Les quatre grands « green models » possibles

Les modèles de circularité. La majorité des émissions de CO2 provient généralement de la matière première. Les modèles circulaires réduisent l’empreinte environnementale et créent des barrières à l’entrée significatives. Stratégiquement, il est pertinent d’investir dans la filière de recyclage pour sécuriser ses approvisionnements et maîtriser ses prix d’achat. C’est le mouvement réalisé par le fabricant de packaging alimentaire Faerch qui a investi dans Cirrec, entreprise de recyclage de PET issu du packaging alimentaire.

L’enjeu est de définir le positionnement sur la chaîne de valeur (approvisionnement, tri,  transformation et organisation de la filière) et les modalités d’investissement (en propre à accords stratégiques).

Les modèles de seconde vie (occasion). Le marché de la seconde vie connaît une forte croissance basée sur des vagues longues : éco-responsabilité (motivations citoyennes/écologiques), générationnelle (marché d'ultra-niche à marché de masse), économique (accès aux marques pour tous), réglementaire (comme la REP en France) et technologique (facilitant et segmentant la mise en relation entre vendeurs et acheteurs).

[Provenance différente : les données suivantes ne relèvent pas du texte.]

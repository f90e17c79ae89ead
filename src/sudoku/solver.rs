#![warn(clippy::all, clippy::pedantic, clippy::nursery, clippy::cargo)]
//! Sudoku to CNF and back.
//!
//! Every proposition "cell (row, col) holds num" gets one variable from a
//! [`SudokuIndex`]. The rules are produced one family at a time (clues, cells,
//! rows, columns, blocks), each as its own clause batch, and
//! [`Sudoku::to_cnf`] concatenates them.

use crate::sat::assignment::Assignment;
use crate::sat::cnf::{Clause, Cnf, Var, exactly_one, pos};
use crate::sat::indexer::Packer;
use crate::sat::oracle::{Oracle, OracleError, SatResult, SplrOracle};
use itertools::Itertools;
use std::fmt::Display;
use std::path::Path;
use std::time::Instant;

/// Errors raised while building or solving a Sudoku.
#[derive(Debug, derive_more::Display, derive_more::Error, derive_more::From)]
pub enum SudokuError {
    /// The board side is not one of the supported sizes.
    #[display("unsupported board size {size}; expected 4, 9, 16 or 25 rows")]
    UnsupportedSize {
        /// Number of rows found.
        size: usize,
    },
    /// A row does not have as many cells as the board has rows.
    #[display("row {row} has {len} cells, expected {expected}")]
    RaggedRow {
        /// 0-based row index.
        row: usize,
        /// Cells found.
        len: usize,
        /// Cells expected.
        expected: usize,
    },
    /// A clue is larger than the board side.
    #[display("cell ({row}, {col}) holds {digit}, expected 0..={max}")]
    DigitOutOfRange {
        /// 0-based row index.
        row: usize,
        /// 0-based column index.
        col: usize,
        /// The offending value.
        digit: usize,
        /// The largest allowed digit.
        max: usize,
    },
    /// A puzzle file contains something that is not a digit.
    #[display("line {line}: invalid token '{token}'")]
    InvalidToken {
        /// 1-based line number.
        line: usize,
        /// The offending token.
        #[error(not(source))]
        token: String,
    },
    /// Reading the puzzle file failed.
    #[display("failed to read Sudoku file: {_0}")]
    #[from]
    Io(std::io::Error),
    /// The oracle failed.
    #[display("{_0}")]
    #[from]
    Oracle(OracleError),
}

/// A square grid of digits; `0` marks a blank.
#[derive(Debug, Clone, PartialEq, Eq)]
pub struct Board(Vec<Vec<usize>>);
#![warn(clippy::all, clippy::pedantic, clippy::nursery, clippy::cargo)]
//! The crate-level error type used by the command-line front-end.

use crate::sat::dimacs::DimacsError;
use crate::sat::oracle::OracleError;
use crate::sokoban::SokobanError;
use crate::sokoban::replay::ReplayError;
use crate::sudoku::SudokuError;
use std::path::PathBuf;

/// Any failure surfaced by the library.
#[derive(Debug, derive_more::Display, derive_more::Error, derive_more::From)]
pub enum Error {
    /// A Sudoku could not be read or solved.
    #[display("{_0}")]
    #[from]
    Sudoku(SudokuError),
    /// A Sokoban level could not be read or solved.
    #[display("{_0}")]
    #[from]
    Sokoban(SokobanError),
    /// A DIMACS file could not be read.
    #[display("{_0}")]
    #[from]
    Dimacs(DimacsError),
    /// The oracle failed on a raw formula.
    #[display("{_0}")]
    #[from]
    Oracle(OracleError),
    /// A Sokoban plan did not survive replay.
    #[display("plan failed verification: {_0}")]
    #[from]
    Replay(ReplayError),
    /// A solution did not satisfy its puzzle or formula.
    #[display("solution of {} failed verification", path.display())]
    Verification {
        /// The input whose solution was rejected.
        #[error(not(source))]
        path: PathBuf,
    },
    /// The input path has no recognised extension.
    #[display("don't know how to solve {}", path.display())]
    UnknownInput {
        /// The offending path.
        #[error(not(source))]
        path: PathBuf,
    },
    /// Plain I/O, such as writing an exported formula.
    #[display("{_0}")]
    #[from]
    Io(std::io::Error),
}

/// Result alias over [`Error`].
pub type Result<T, E = Error> = std::result::Result<T, E>;
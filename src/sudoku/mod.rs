#![warn(clippy::all, clippy::pedantic, clippy::nursery, clippy::cargo)]
//! This module provides functionality for solving Sudoku puzzles by
//! reduction to SAT.

/// The `solver` module contains the encoding, decoding and parsing logic.
pub mod solver;

pub use solver::{Board, Size, Sudoku, SudokuError, SudokuIndex, Variable};

/// Solves a Sudoku given as rows of digits, `0` marking blanks.
///
/// # Returns
///
/// The completed grid, or an empty `Vec` (no rows at all) if the clues admit
/// no completion.
///
/// # Errors
///
/// [`SudokuError`] if the grid is not a supported square size or holds a
/// digit larger than its side, or if the oracle fails.
pub fn solve_sudoku(grid: &[Vec<usize>]) -> Result<Vec<Vec<usize>>, SudokuError> {
    let sudoku = Sudoku::new(Board::new(grid.to_vec()))?;
    Ok(sudoku.solve()?.map(Vec::from).unwrap_or_default())
}
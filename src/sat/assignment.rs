#![warn(clippy::all, clippy::pedantic, clippy::nursery, clippy::cargo)]
//! Satisfying assignments returned by the oracle.

use crate::sat::cnf::{Lit, Var, var_of};
use itertools::Itertools;
use rustc_hash::FxHashSet;
use std::fmt::Display;

/// The set of variables assigned `true` by a model. Every variable not in the
/// set is `false`.
#[derive(Debug, Clone, PartialEq, Eq, Default)]
pub struct Assignment(FxHashSet<Var>);

impl Assignment {
    /// Builds an assignment from a model given as signed literals, keeping
    /// the positive ones.
    #[must_use]
    pub fn from_model(model: &[Lit]) -> Self {
        Self(
            model
                .iter()
                .filter(|&&lit| lit > 0)
                .map(|&lit| var_of(lit))
                .collect(),
        )
    }

    /// Whether `var` is true.
    #[must_use]
    pub fn is_true(&self, var: Var) -> bool {
        self.0.contains(&var)
    }

    /// Number of true variables.
    #[must_use]
    pub fn len(&self) -> usize {
        self.0.len()
    }

    /// Whether no variable is true.
    #[must_use]
    pub fn is_empty(&self) -> bool {
        self.0.is_empty()
    }

    /// The true variables in ascending order.
    ///
    /// Decoders walk this rather than the raw set so that their behaviour,
    /// including what they log, does not depend on hash order.
    pub fn true_vars(&self) -> impl Iterator<Item = Var> + '_ {
        self.0.iter().copied().sorted_unstable()
    }
}

impl FromIterator<Var> for Assignment {
    fn from_iter<T: IntoIterator<Item = Var>>(iter: T) -> Self {
        Self(iter.into_iter().collect())
    }
}

impl Display for Assignment {
    fn fmt(&self, f: &mut std::fmt::Formatter<'_>) -> std::fmt::Result {
        write!(f, "{}", self.true_vars().join(" "))
    }
}
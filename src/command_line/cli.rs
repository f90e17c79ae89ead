#![allow(clippy::cast_precision_loss)]

use clap::{ArgAction, Args, CommandFactory, Parser, Subcommand};
use sat_puzzles::error::{Error, Result};
use sat_puzzles::sat::assignment::Assignment;
use sat_puzzles::sat::cnf::{Cnf, Var};
use sat_puzzles::sat::dimacs::parse_file;
use sat_puzzles::sat::oracle::{Oracle, OracleError, SatResult, SplrOracle};
use sat_puzzles::sokoban::replay::replay;
use sat_puzzles::sokoban::{Move, Sokoban, parse_sokoban_file};
use sat_puzzles::sudoku::solver::parse_sudoku_file;
use std::path::{Path, PathBuf};
use std::time::{Duration, Instant};
use tikv_jemalloc_ctl::{epoch, stats};

/// Horizon used when a Sokoban level is solved without an explicit
/// `--horizon`, e.g. from a bare path or a directory walk.
pub(crate) const DEFAULT_HORIZON: usize = 20;

/// Defines the command-line interface.
///
/// Uses `clap` for parsing arguments.
#[derive(Parser, Debug)]
#[command(name = "satpuzzles", version, about = "Solve Sudoku and Sokoban by reduction to SAT")]
pub(crate) struct Cli {
    /// An optional global path argument. If provided without a subcommand,
    /// a `.sudoku`, `.sokoban` or `.cnf` file is solved according to its
    /// extension, and a directory is walked for such files.
    #[arg(global = true)]
    pub path: Option<PathBuf>,

    /// Specifies the subcommand to execute (e.g. `sudoku`, `sokoban`, `file`).
    #[clap(subcommand)]
    pub command: Option<Commands>,

    /// Common options applicable to all commands.
    #[command(flatten)]
    pub common: CommonOptions,
}

impl Cli {
    /// Whether debug output was requested, at the top level or on the
    /// subcommand.
    pub(crate) fn debug(&self) -> bool {
        self.common.debug
            || match &self.command {
                Some(
                    Commands::File { common, .. }
                    | Commands::Sudoku { common, .. }
                    | Commands::Sokoban { common, .. },
                ) => common.debug,
                Some(Commands::Completions { .. }) | None => false,
            }
    }
}

/// Enumerates the available subcommands.
#[derive(Subcommand, Debug)]
pub(crate) enum Commands {
    /// Solve a CNF file in DIMACS format.
    File {
        /// Path to the DIMACS .cnf file.
        #[arg(long)]
        path: PathBuf,

        /// Common options for this subcommand.
        #[command(flatten)]
        common: CommonOptions,
    },

    /// Solve a Sudoku puzzle.
    /// The puzzle is converted into a CNF formula, which is then solved.
    Sudoku {
        /// Path to the Sudoku file: one row per line, `0` or `.` for blanks.
        #[arg(long)]
        path: PathBuf,

        /// Write the generated CNF in DIMACS format next to the puzzle, as
        /// `<path>.cnf`.
        #[arg(short, long, default_value_t = false)]
        export_dimacs: bool,

        /// Common options for this subcommand.
        #[command(flatten)]
        common: CommonOptions,
    },

    /// Plan a Sokoban solution within a bounded number of steps.
    Sokoban {
        /// Path to the level file, one row per line.
        #[arg(long)]
        path: PathBuf,

        /// Number of time steps to plan over.
        #[arg(short = 't', long, default_value_t = DEFAULT_HORIZON)]
        horizon: usize,

        /// Common options for this subcommand.
        #[command(flatten)]
        common: CommonOptions,
    },

    /// Generate shell completion scripts.
    Completions {
        /// The shell to generate completions for.
        #[arg(value_enum)]
        shell: clap_complete::Shell,
    },
}

/// Defines common command-line options shared across different subcommands.
#[derive(Args, Debug, Default, Clone)]
#[allow(clippy::struct_excessive_bools)]
pub(crate) struct CommonOptions {
    /// Enable debug output, providing more verbose logging during the solving process.
    #[arg(short, long, default_value_t = false)]
    pub(crate) debug: bool,

    /// Check the answer against the puzzle rules, or a model against its formula.
    #[arg(short, long, default_value_t = true, action = ArgAction::Set)]
    pub(crate) verify: bool,

    /// Enable printing of problem statistics after solving.
    #[arg(short, long, default_value_t = true, action = ArgAction::Set)]
    pub(crate) stats: bool,

    /// Enable printing of the satisfying assignment (model) if the formula is satisfiable.
    #[arg(short, long, default_value_t = false)]
    pub(crate) print_solution: bool,
}

/// Executes the parsed command line.
///
/// # Errors
///
/// Any parse, solver or verification failure.
pub(crate) fn run(cli: Cli) -> Result<()> {
    match cli.command {
        Some(Commands::File { path, common }) => solve_cnf_file(&path, &common),
        Some(Commands::Sudoku {
            path,
            export_dimacs,
            common,
        }) => solve_sudoku_file(&path, export_dimacs, &common),
        Some(Commands::Sokoban {
            path,
            horizon,
            common,
        }) => solve_sokoban_file(&path, horizon, &common),
        Some(Commands::Completions { shell }) => {
            let mut cmd = Cli::command();
            let name = cmd.get_name().to_string();
            clap_complete::generate(shell, &mut cmd, name, &mut std::io::stdout());
            Ok(())
        }
        None => match cli.path {
            Some(path) if path.is_dir() => solve_dir(&path, &cli.common),
            Some(path) => solve_path(&path, &cli.common),
            None => {
                eprintln!("No command provided. Use --help for more information.");
                std::process::exit(1);
            }
        },
    }
}

/// Solves a single file, choosing the puzzle by its extension.
///
/// # Errors
///
/// [`Error::UnknownInput`] for an unrecognised extension, otherwise see the
/// per-puzzle functions.
pub(crate) fn solve_path(path: &Path, common: &CommonOptions) -> Result<()> {
    match path.extension().and_then(|ext| ext.to_str()) {
        Some("sudoku") => solve_sudoku_file(path, false, common),
        Some("sokoban") => solve_sokoban_file(path, DEFAULT_HORIZON, common),
        Some("cnf") => solve_cnf_file(path, common),
        _ => Err(Error::UnknownInput {
            path: path.to_path_buf(),
        }),
    }
}

/// Solves every recognised file below a directory.
///
/// Files with other extensions are skipped.
///
/// # Errors
///
/// The first failure stops the walk.
pub(crate) fn solve_dir(path: &Path, common: &CommonOptions) -> Result<()> {
    for entry in walkdir::WalkDir::new(path)
        .sort_by_file_name()
        .into_iter()
        .filter_map(std::result::Result::ok)
    {
        let file_path = entry.path();
        if !file_path.is_file() {
            continue;
        }

        match solve_path(file_path, common) {
            Err(Error::UnknownInput { path }) => {
                log::info!("skipping {}", path.display());
            }
            other => other?,
        }
    }

    Ok(())
}

/// The default oracle, recording what it was asked and how long it took.
#[derive(Debug, Default)]
pub(crate) struct RecordingOracle {
    pub(crate) solve_time: Duration,
    pub(crate) num_vars: Var,
    pub(crate) num_clauses: usize,
    pub(crate) num_literals: usize,
    pub(crate) model: Option<Assignment>,
}

impl Oracle for RecordingOracle {
    fn solve(&mut self, cnf: &Cnf) -> std::result::Result<SatResult, OracleError> {
        self.num_vars = cnf.num_vars;
        self.num_clauses = cnf.len();
        self.num_literals = cnf.num_literals();

        let time = Instant::now();
        let result = SplrOracle.solve(cnf);
        self.solve_time = time.elapsed();

        if let Ok(SatResult::Satisfiable(assignment)) = &result {
            self.model = Some(assignment.clone());
        }
        result
    }
}

/// Solves a DIMACS file.
///
/// # Errors
///
/// If the file cannot be parsed, the oracle fails or, with `--verify`, the
/// model does not satisfy the formula.
pub(crate) fn solve_cnf_file(path: &Path, common: &CommonOptions) -> Result<()> {
    println!("Solving: {}", path.display());

    let time = Instant::now();
    let cnf = parse_file(path)?;
    let parse_time = time.elapsed();
    log::debug!("parsed {} clauses over {} variables", cnf.len(), cnf.num_vars);

    let mut oracle = RecordingOracle::default();
    let satisfiable = oracle.solve(&cnf)?.is_sat();

    if common.verify {
        if let Some(model) = &oracle.model {
            let ok = cnf.verify(model);
            println!("Verified: {ok:?}");
            if !ok {
                return Err(Error::Verification {
                    path: path.to_path_buf(),
                });
            }
        }
    }

    report(parse_time, &oracle, common);
    println!("\n{}", if satisfiable { "SATISFIABLE" } else { "UNSATISFIABLE" });
    Ok(())
}

/// Solves a Sudoku file.
///
/// # Errors
///
/// If the file cannot be read or parsed, the DIMACS export cannot be
/// written, the oracle fails or, with `--verify`, the decoded board breaks
/// the rules.
pub(crate) fn solve_sudoku_file(
    path: &Path,
    export_dimacs: bool,
    common: &CommonOptions,
) -> Result<()> {
    println!("Solving: {}", path.display());

    let time = Instant::now();
    let sudoku = parse_sudoku_file(path)?;
    let parse_time = time.elapsed();
    println!("Parsed Sudoku:\n{sudoku}");

    if export_dimacs {
        let dimacs_path = PathBuf::from(format!("{}.cnf", path.display()));
        std::fs::write(&dimacs_path, sudoku.to_cnf().to_string())?;
        println!("DIMACS written to: {}", dimacs_path.display());
    }

    let mut oracle = RecordingOracle::default();
    let solution = sudoku.solve_with(&mut oracle)?;

    if common.verify {
        if let Some(board) = &solution {
            let ok = board.is_solution_of(&sudoku.board);
            println!("Verified: {ok:?}");
            if !ok {
                return Err(Error::Verification {
                    path: path.to_path_buf(),
                });
            }
        }
    }

    report(parse_time, &oracle, common);
    match solution {
        Some(board) => println!("Solution:\n{board}"),
        None => println!("No solution found"),
    }
    Ok(())
}

/// Plans a Sokoban level from a file.
///
/// # Errors
///
/// If the file cannot be read or parsed, the oracle fails or, with
/// `--verify`, the plan does not replay to a solved state.
pub(crate) fn solve_sokoban_file(path: &Path, horizon: usize, common: &CommonOptions) -> Result<()> {
    println!("Solving: {} (horizon {horizon})", path.display());

    let time = Instant::now();
    let sokoban = Sokoban::new(parse_sokoban_file(path)?, horizon)?;
    let parse_time = time.elapsed();
    println!("Parsed Sokoban:\n{sokoban}");

    let mut oracle = RecordingOracle::default();
    let plan = sokoban.solve_with(&mut oracle)?;

    if common.verify {
        if let Some(moves) = &plan {
            let end = replay(sokoban.grid(), moves)?;
            println!("Verified: {:?}", end.is_solved());
            if !end.is_solved() {
                return Err(Error::Verification {
                    path: path.to_path_buf(),
                });
            }
        }
    }

    report(parse_time, &oracle, common);
    match plan {
        Some(moves) => println!("Plan ({} moves): {}", moves.len(), format_moves(&moves)),
        None => println!("No plan within {horizon} steps"),
    }
    Ok(())
}

/// Renders moves as a string of `U`/`D`/`L`/`R`.
pub(crate) fn format_moves(moves: &[Move]) -> String {
    moves.iter().map(|m| m.symbol()).collect()
}

/// Allocated and resident memory in MiB, if jemalloc reports them.
fn memory_mib() -> Option<(f64, f64)> {
    epoch::advance().ok()?;
    let allocated = stats::allocated::mib().ok()?.read().ok()?;
    let resident = stats::resident::mib().ok()?.read().ok()?;
    Some((
        allocated as f64 / (1024.0 * 1024.0),
        resident as f64 / (1024.0 * 1024.0),
    ))
}

/// Prints the statistics table and, if requested, the raw model.
fn report(parse_time: Duration, oracle: &RecordingOracle, common: &CommonOptions) {
    if common.stats {
        print_stats(parse_time, oracle);
    }
    if common.print_solution {
        if let Some(model) = &oracle.model {
            println!("Model: {model}");
        }
    }
}

/// Helper function to print a single statistic line in a formatted table row.
///
/// # Arguments
/// * `label` - The description of the statistic.
/// * `value` - The value of the statistic, implementing `std::fmt::Display`.
pub(crate) fn stat_line(label: &str, value: impl std::fmt::Display) {
    println!("|  {label:<28} {value:>18}  |");
}

/// Prints a summary of problem statistics.
pub(crate) fn print_stats(parse_time: Duration, oracle: &RecordingOracle) {
    println!("\n=======================[ Problem Statistics ]=========================");
    stat_line("Parse time (s)", format!("{:.3}", parse_time.as_secs_f64()));
    stat_line("Variables", oracle.num_vars);
    stat_line("Clauses", oracle.num_clauses);
    stat_line("Literals", oracle.num_literals);

    println!("========================[ Search Statistics ]========================");
    stat_line("Solve time (s)", format!("{:.3}", oracle.solve_time.as_secs_f64()));
    match memory_mib() {
        Some((allocated, resident)) => {
            stat_line("Memory usage (MiB)", format!("{allocated:.2}"));
            stat_line("Resident memory (MiB)", format!("{resident:.2}"));
        }
        None => stat_line("Memory usage (MiB)", "n/a"),
    }
    println!("=====================================================================");
}

#[cfg(test)]
mod tests {
    use super::*;

    #[test]
    fn test_parse_sokoban_subcommand() {
        let cli = Cli::try_parse_from([
            "satpuzzles",
            "sokoban",
            "--path",
            "level.sokoban",
            "--horizon",
            "7",
            "--debug",
        ])
        .unwrap();
        assert!(cli.debug());
        match cli.command {
            Some(Commands::Sokoban { path, horizon, common }) => {
                assert_eq!(path, PathBuf::from("level.sokoban"));
                assert_eq!(horizon, 7);
                assert!(common.verify);
            }
            other => panic!("unexpected command {other:?}"),
        }
    }

    #[test]
    fn test_verify_can_be_disabled() {
        let cli = Cli::try_parse_from(["satpuzzles", "--verify", "false", "puzzle.sudoku"]).unwrap();
        assert!(!cli.common.verify);
        assert!(cli.common.stats);
        assert_eq!(cli.path, Some(PathBuf::from("puzzle.sudoku")));
        assert!(cli.command.is_none());
    }

    #[test]
    fn test_unknown_extension_rejected() {
        let err = solve_path(Path::new("notes.txt"), &CommonOptions::default()).unwrap_err();
        assert!(matches!(err, Error::UnknownInput { .. }));
    }

    #[test]
    fn test_recording_oracle_keeps_model() {
        let cnf = Cnf::new(vec![vec![1, 2], vec![-1]]);
        let mut oracle = RecordingOracle::default();
        assert!(oracle.solve(&cnf).unwrap().is_sat());
        assert_eq!(oracle.num_clauses, 2);
        assert_eq!(oracle.num_literals, 3);
        let model = oracle.model.unwrap();
        assert!(model.is_true(2));
        assert!(!model.is_true(1));
    }

    #[test]
    fn test_format_moves() {
        assert_eq!(format_moves(&[Move::Up, Move::Right, Move::Down, Move::Left]), "URDL");
        assert_eq!(format_moves(&[]), "");
    }

    #[test]
    fn test_cli_definition_is_consistent() {
        Cli::command().debug_assert();
    }
}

Des pure players comme Vinted (place de marché de vêtements en CtoC), Thredup (remise en état et vente de vêtements en BtoC), Backmarket (place de marché de produits électroniques reconditionnés en BtoC) ou Trove (solution technologique et logistique en marque blanche en BtoB) croissent grâce à des positionnements et des niveaux de spécialisation pertinents. L’enjeu est de définir le modèle  approprié en termes de positionnement sur la chaîne de valeur (collecte, remise en état, commercialisation et gestion des clients) et de niveau de spécialisation (marchés de niches vs. marchés de masse).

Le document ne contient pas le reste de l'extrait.